Acute response to pathogens in the early human placenta at single-cell resolution

Regina Hoo, Elias R. Ruiz-Morales, Iva Kelava, Mukul Rawat, Cecilia Icoresi Mazzeo, Elizabeth Tuck, Carmen Sancho-Serra, Sara Chelaghma, Alexander V. Predeus, Simon Murray, David Fernandez-Antoran, Ross F. Waller Damiana Álvarez-Errico, Marcus C.S. Lee, Roser Vento-Tormo

Cell SystemsVolume 15, Issue 5, Pages 425 – 444.e915 May 2024

The placenta is a selective maternal-fetal barrier that provides nourishment and protection from infections. However, certain pathogens can attach to and even cross the placenta, causing pregnancy complications with potential lifelong impacts on the child’s health. Here, we profiled at the single-cell level the placental responses to three pathogens associated with intrauterine complications—Plasmodium falciparum, Listeria monocytogenes, and Toxoplasma gondii. We found that upon exposure to the pathogens, all placental lineages trigger inflammatory responses that may compromise placental function.
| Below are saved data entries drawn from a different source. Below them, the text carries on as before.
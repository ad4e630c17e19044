//! Pre-write checks for operations and insertions.
//!
//! Validation runs against the buffer as read, before any backup or write.
//! It reports the first problem found, scanning operations in request order.

use crate::buffer::LineBuffer;
use crate::error::ValidationError;
use crate::operation::{EditOperation, TextInsertion};

/// Checks one range against a buffer of `line_count` lines.
///
/// `operation` is the one-based position used in the error.
///
/// # Errors
///
/// Returns [`ValidationError::InvalidRange`] for zero or inverted ranges and
/// [`ValidationError::OutOfBounds`] when `end_line` is past the last line.
pub const fn check_range(
    operation: usize,
    start_line: usize,
    end_line: usize,
    line_count: usize,
) -> Result<(), ValidationError> {
    if start_line == 0 || end_line == 0 || start_line > end_line {
        return Err(ValidationError::InvalidRange {
            operation,
            start_line,
            end_line,
        });
    }
    if end_line > line_count {
        return Err(ValidationError::OutOfBounds {
            operation,
            start_line,
            end_line,
            line_count,
        });
    }
    Ok(())
}

/// Validates a set of operations against the buffer they address.
///
/// Every operation must have a well-formed range inside the buffer, and no
/// two operations may share a line.
///
/// # Errors
///
/// Returns the first [`ValidationError`] found.
pub fn validate_operations(
    buffer: &LineBuffer,
    operations: &[EditOperation],
) -> Result<(), ValidationError> {
    for (index, operation) in operations.iter().enumerate() {
        check_range(
            index + 1,
            operation.start_line,
            operation.end_line,
            buffer.line_count(),
        )?;
    }
    check_overlaps(operations)
}

/// Validates that every insertion anchors on an existing line.
///
/// # Errors
///
/// Returns [`ValidationError::InvalidInsertion`] for the first anchor outside
/// `1..=line_count`.
pub fn validate_insertions(
    buffer: &LineBuffer,
    insertions: &[TextInsertion],
) -> Result<(), ValidationError> {
    insertions
        .iter()
        .enumerate()
        .try_for_each(|(index, insertion)| check_anchor(index + 1, insertion, buffer))
}

/// Checks one insertion anchor against the current buffer.
pub(crate) fn check_anchor(
    insertion: usize,
    text: &TextInsertion,
    buffer: &LineBuffer,
) -> Result<(), ValidationError> {
    let line_count = buffer.line_count();
    if text.line == 0 || text.line > line_count {
        return Err(ValidationError::InvalidInsertion {
            insertion,
            line: text.line,
            line_count,
        });
    }
    Ok(())
}

/// Sweeps operations by start line, tracking the furthest end seen so far.
///
/// Ranges are inclusive, so `[2, 4]` and `[4, 6]` overlap on line 4.
fn check_overlaps(operations: &[EditOperation]) -> Result<(), ValidationError> {
    let mut order: Vec<usize> = (0..operations.len()).collect();
    order.sort_by_key(|&index| (operations[index].start_line, index));

    let mut furthest: Option<usize> = None;
    for &index in &order {
        if let Some(previous) = furthest {
            if operations[index].start_line <= operations[previous].end_line {
                return Err(ValidationError::OverlappingOperations {
                    first: previous.min(index) + 1,
                    second: previous.max(index) + 1,
                });
            }
        }
        let extends = furthest
            .is_none_or(|previous| operations[index].end_line > operations[previous].end_line);
        if extends {
            furthest = Some(index);
        }
    }
    Ok(())
}
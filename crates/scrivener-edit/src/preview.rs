//! Human-readable previews of pending edits.

use std::fmt::Write;

use crate::buffer::LineBuffer;
use crate::operation::EditOperation;

/// Renders each operation's original and replacement lines, in request order.
///
/// ```text
/// Lines 2-3:
/// - Original:
///   2: old two
///   3: old three
/// + Replacement:
///   2: new two
///   Description: rename
/// ```
///
/// Original lines that fall outside `buffer` are omitted, so previews of
/// unvalidated operations still render, however large their ranges.
#[must_use]
pub fn render_operations(buffer: &LineBuffer, operations: &[EditOperation]) -> String {
    let mut preview = String::new();
    for operation in operations {
        render_operation(&mut preview, buffer, operation);
    }
    preview
}

fn render_operation(out: &mut String, buffer: &LineBuffer, operation: &EditOperation) {
    let _ = writeln!(
        out,
        "Lines {}-{}:",
        operation.start_line, operation.end_line
    );
    out.push_str("- Original:\n");
    let last = operation.end_line.min(buffer.line_count());
    for number in operation.start_line.max(1)..=last {
        if let Some(line) = buffer.line(number) {
            let _ = writeln!(out, "  {number}: {line}");
        }
    }
    out.push_str("+ Replacement:\n");
    for (offset, line) in operation.replacement_lines().iter().enumerate() {
        let _ = writeln!(out, "  {}: {line}", operation.start_line.saturating_add(offset));
    }
    if let Some(description) = &operation.description {
        let _ = writeln!(out, "  Description: {description}");
    }
    out.push('\n');
}

/// Compares a block before and after replacement.
///
/// Identical inputs render as `No changes`.
#[must_use]
pub fn character_diff(original: &str, replacement: &str) -> String {
    if original == replacement {
        return String::from("No changes");
    }
    format!("- Original:\n{original}\n+ Replacement:\n{replacement}\n")
}
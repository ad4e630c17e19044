//! Translation of parsed commands into engine requests.

use std::io::Read;

use scrivener_edit::{
    BatchEditRequest, CreateDirectoryRequest, DeleteFileRequest, EditBlockRequest, EditEngine,
    EditFileRequest, EditOperation, FileInfoRequest, FileTools, FindInFilesRequest,
    InsertTextRequest, ListDirectoryRequest, ReadFileRequest, ReplaceTextRequest,
    SearchFilesRequest, TextInsertion, TransferRequest, WriteFileRequest,
};

use crate::cli::{
    BatchArgs, Command, CreateDirectoryArgs, DeleteFileArgs, EditArgs, EditBlockArgs,
    FileInfoArgs, FindInFilesArgs, InsertArgs, ListDirectoryArgs, ReadFileArgs, ReplaceArgs,
    SearchFilesArgs, TransferArgs, WriteFileArgs,
};
use crate::errors::AppError;
use crate::input::{read_json, read_stdin};

/// Text to print and whether the command fully succeeded.
#[derive(Debug, PartialEq, Eq)]
pub(crate) struct CommandOutcome {
    pub(crate) message: String,
    pub(crate) success: bool,
}

impl CommandOutcome {
    fn success(message: String) -> Self {
        Self {
            message,
            success: true,
        }
    }
}

/// Services a command may run against.
pub(crate) struct Toolkit<'a> {
    pub(crate) engine: EditEngine<'a>,
    pub(crate) files: FileTools<'a>,
}

pub(crate) fn execute<R: Read>(
    command: Command,
    toolkit: &Toolkit<'_>,
    stdin: &mut R,
) -> Result<CommandOutcome, AppError> {
    let engine = &toolkit.engine;
    let files = &toolkit.files;
    match command {
        Command::Edit(args) => edit(args, engine, stdin),
        Command::EditBlock(args) => edit_block(args, engine),
        Command::Batch(args) => batch(args, engine, stdin),
        Command::Insert(args) => insert(args, engine, stdin),
        Command::Replace(args) => replace(args, engine),
        Command::ReadFile(args) => read_file(args, files),
        Command::WriteFile(args) => write_file(args, files, stdin),
        Command::CreateDirectory(args) => create_directory(args, files),
        Command::ListDirectory(args) => list_directory(args, files),
        Command::SearchFiles(args) => search_files(args, files),
        Command::FileInfo(args) => file_info(args, files),
        Command::CopyFile(args) => Ok(CommandOutcome::success(files.copy_file(&transfer(args))?)),
        Command::MoveFile(args) => Ok(CommandOutcome::success(files.move_file(&transfer(args))?)),
        Command::DeleteFile(args) => delete_file(args, files),
        Command::FindInFiles(args) => find_in_files(args, files),
    }
}

fn edit<R: Read>(
    args: EditArgs,
    engine: &EditEngine<'_>,
    stdin: &mut R,
) -> Result<CommandOutcome, AppError> {
    let operations: Vec<EditOperation> = read_json(&args.operations, stdin)?;
    let request = EditFileRequest {
        create_backup: !args.backup.no_backup,
        validate_operations: !args.skip_validation,
        show_preview: args.preview,
        atomic: !args.non_atomic,
        ..EditFileRequest::new(args.path, operations)
    };
    Ok(CommandOutcome::success(engine.edit_file(&request)?))
}

fn edit_block(args: EditBlockArgs, engine: &EditEngine<'_>) -> Result<CommandOutcome, AppError> {
    let request = EditBlockRequest {
        show_diff: !args.no_diff,
        create_backup: !args.backup.no_backup,
        ..EditBlockRequest::new(args.path, args.start_line, args.end_line, args.replacement)
    };
    Ok(CommandOutcome::success(engine.edit_block(&request)?))
}

fn batch<R: Read>(
    args: BatchArgs,
    engine: &EditEngine<'_>,
    stdin: &mut R,
) -> Result<CommandOutcome, AppError> {
    let mut request: BatchEditRequest = read_json(&args.request, stdin)?;
    if args.non_atomic {
        request.atomic = false;
    }
    if args.dry_run {
        request.dry_run = true;
    }
    if args.continue_on_error {
        request.continue_on_error = true;
    }
    if args.skip_validation {
        request.validate_all = false;
    }
    let report = engine.edit_multiple_files(&request)?;
    Ok(CommandOutcome {
        message: report.to_string(),
        success: report.is_success(),
    })
}

fn insert<R: Read>(
    args: InsertArgs,
    engine: &EditEngine<'_>,
    stdin: &mut R,
) -> Result<CommandOutcome, AppError> {
    let insertions: Vec<TextInsertion> = read_json(&args.insertions, stdin)?;
    let request = InsertTextRequest {
        create_backup: !args.backup.no_backup,
        adjust_line_numbers: !args.sequential_lines,
        ..InsertTextRequest::new(args.path, insertions)
    };
    Ok(CommandOutcome::success(engine.insert_text(&request)?))
}

fn replace(args: ReplaceArgs, engine: &EditEngine<'_>) -> Result<CommandOutcome, AppError> {
    let request = ReplaceTextRequest {
        regex: args.regex,
        case_sensitive: !args.ignore_case,
        whole_word: args.whole_word,
        max_replacements: args.max_replacements,
        create_backup: !args.backup.no_backup,
        ..ReplaceTextRequest::new(args.path, args.find, args.replace)
    };
    Ok(CommandOutcome::success(engine.replace_text(&request)?))
}

fn read_file(args: ReadFileArgs, files: &FileTools<'_>) -> Result<CommandOutcome, AppError> {
    let request = ReadFileRequest {
        offset: args.offset,
        length: args.length,
        show_line_numbers: args.line_numbers,
        ..ReadFileRequest::new(args.path)
    };
    Ok(CommandOutcome::success(files.read_file(&request)?))
}

fn write_file<R: Read>(
    args: WriteFileArgs,
    files: &FileTools<'_>,
    stdin: &mut R,
) -> Result<CommandOutcome, AppError> {
    let content = match args.content {
        Some(content) => content,
        None => read_stdin(stdin)?,
    };
    let request = WriteFileRequest {
        append: args.append,
        create_backup: args.backup,
        ..WriteFileRequest::new(args.path, content)
    };
    Ok(CommandOutcome::success(files.write_file(&request)?))
}

fn create_directory(
    args: CreateDirectoryArgs,
    files: &FileTools<'_>,
) -> Result<CommandOutcome, AppError> {
    let request = CreateDirectoryRequest {
        create_parents: !args.no_parents,
        permissions: args.permissions,
        ..CreateDirectoryRequest::new(args.path)
    };
    Ok(CommandOutcome::success(files.create_directory(&request)?))
}

fn list_directory(
    args: ListDirectoryArgs,
    files: &FileTools<'_>,
) -> Result<CommandOutcome, AppError> {
    let request = ListDirectoryRequest {
        include_hidden: args.all,
        recursive: args.recursive,
        ..ListDirectoryRequest::new(args.path)
    };
    Ok(CommandOutcome::success(files.list_directory(&request)?))
}

fn search_files(args: SearchFilesArgs, files: &FileTools<'_>) -> Result<CommandOutcome, AppError> {
    let request = SearchFilesRequest {
        case_sensitive: args.case_sensitive,
        include_directories: args.include_directories,
        max_depth: args.max_depth,
        ..SearchFilesRequest::new(args.directory, args.pattern)
    };
    Ok(CommandOutcome::success(files.search_files(&request)?))
}

fn file_info(args: FileInfoArgs, files: &FileTools<'_>) -> Result<CommandOutcome, AppError> {
    let request = FileInfoRequest::new(args.path);
    Ok(CommandOutcome::success(files.get_file_info(&request)?))
}

fn transfer(args: TransferArgs) -> TransferRequest {
    TransferRequest {
        overwrite: args.overwrite,
        ..TransferRequest::new(args.source, args.destination)
    }
}

fn delete_file(args: DeleteFileArgs, files: &FileTools<'_>) -> Result<CommandOutcome, AppError> {
    let request = DeleteFileRequest {
        recursive: args.recursive,
        create_backup: args.backup,
        ..DeleteFileRequest::new(args.path)
    };
    Ok(CommandOutcome::success(files.delete_file(&request)?))
}

fn find_in_files(args: FindInFilesArgs, files: &FileTools<'_>) -> Result<CommandOutcome, AppError> {
    let request = FindInFilesRequest {
        file_pattern: args.files,
        case_sensitive: args.case_sensitive,
        context_lines: args.context,
        ..FindInFilesRequest::new(args.directory, args.pattern)
    };
    Ok(CommandOutcome::success(files.find_in_files(&request)?))
}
Additionally, we characterized the responses of fetal macrophages known as Hofbauer cells (HBCs) to each pathogen and propose that they are the probable niche for T. gondii. Finally, we revealed how P. falciparum adapts to the placental microenvironment by modulating protein export into the host erythrocyte and nutrient uptake pathways. Altogether, we have defined the cellular networks and signaling pathways mediating acute placental inflammatory responses that could contribute to pregnancy complications.